US 12,296,869 B2
Rail corrugation recognition method and apparatus based on support vector machine, device, and medium
Zefeng Wen, Chengdu (CN); Xiaolong Liu, Chengdu (CN); Xinbiao Xiao, Chengdu (CN); and Shulin Liang, Chengdu (CN)
Assigned to Southwest Jiaotong University, Chengdu (CN)
Filed by Southwest Jiaotong University, Chengdu (CN)
Filed on Nov. 4, 2022, as Appl. No. 18/052,794.
Claims priority of application No. 202210464990.9 (CN), filed on Apr. 29, 2022.
Prior Publication US 2023/0347948 A1, Nov. 2, 2023
Prior Publication US 2024/0182089 A9, Jun. 6, 2024
Int. Cl. B61L 23/04 (2006.01); B61K 9/10 (2006.01); G01N 29/265 (2006.01); G06F 18/214 (2023.01); G06N 20/10 (2019.01)

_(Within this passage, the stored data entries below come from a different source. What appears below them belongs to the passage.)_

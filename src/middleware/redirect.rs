//! Observational redirect-notice middleware.

use std::sync::Arc;

use crate::handler::BoxFuture;
use crate::middleware::{Middleware, Next};
use crate::request::Request;

/// Invokes a redirect observer for every request, then still delegates.
///
/// The observer is side-effecting only (e.g. forwarding a copy of the call
/// to a leader node); it cannot block or replace the local processing of
/// the request. Use a [`Gatekeeper`](crate::middleware::Gatekeeper) when the
/// request must not reach the local handler.
pub struct RedirectNotice {
    observer: Arc<dyn Fn(&Request) + Send + Sync>,
}

impl RedirectNotice {
    pub fn new(observer: impl Fn(&Request) + Send + Sync + 'static) -> Self {
        Self { observer: Arc::new(observer) }
    }
}

impl Middleware for RedirectNotice {
    fn handle(&self, req: Request, next: Next) -> BoxFuture {
        (self.observer)(&req);
        next.run(req)
    }
}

CPC B61L 23/045 (2013.01) [G06F 18/214 (2023.01); G06N 20/10 (2019.01); B61K 9/10 (2013.01); G01N 29/265 (2013.01); G01N 2291/044 (2013.01); G01N 2291/2623 (2013.01)] 17 Claims
OG exemplary drawing
 
1. A rail corrugation recognition method based on a support vector machine, wherein the method comprises:
obtaining wheel-rail noise signals in different time periods, and obtaining wheel-rail noise time domain information according to the wheel-rail noise signals;
dividing the wheel-rail noise time domain information into segmented wheel-rail noise time domain information corresponding to each of the different time periods, wherein each piece of segmented wheel-rail noise time domain information corresponds to an equal length of a moving path of an urban rail transit vehicle;
preprocessing each piece of segmented wheel-rail noise time domain information, and extracting a time domain statistical characteristic quantity and frequency domain eigenmode energy of each piece of segmented wheel-rail noise time domain information;
obtaining a multi-dimensional wheel-rail noise characteristic vector according to the time domain statistical characteristic quantity and the frequency domain eigenmode energy;
constructing a rail corrugation state recognition model based on a support vector machine according to the multi-dimensional wheel-rail noise characteristic vector, and training the rail corrugation state recognition model based on a support vector machine; and
recognizing to-be-recognized wheel-rail noise data by using the rail corrugation state recognition model based on a support vector machine, to obtain a rail corrugation state;
wherein the preprocessing each piece of segmented wheel-rail noise time domain information, and extracting a time domain statistical characteristic quantity and frequency domain eigenmode energy of each piece of segmented wheel-rail noise time domain information specifically comprises:
preprocessing each piece of segmented wheel-rail noise time domain information, removing abnormal data, and extracting the time domain statistical characteristic quantity of each piece of segmented wheel-rail noise time domain information; and
performing variational mode decomposition on each piece of segmented wheel-rail noise time domain information by using a variational mode decomposition method, and extracting each decomposition eigenmode coefficient to convert into frequency domain eigenmode energy of different frequency bands.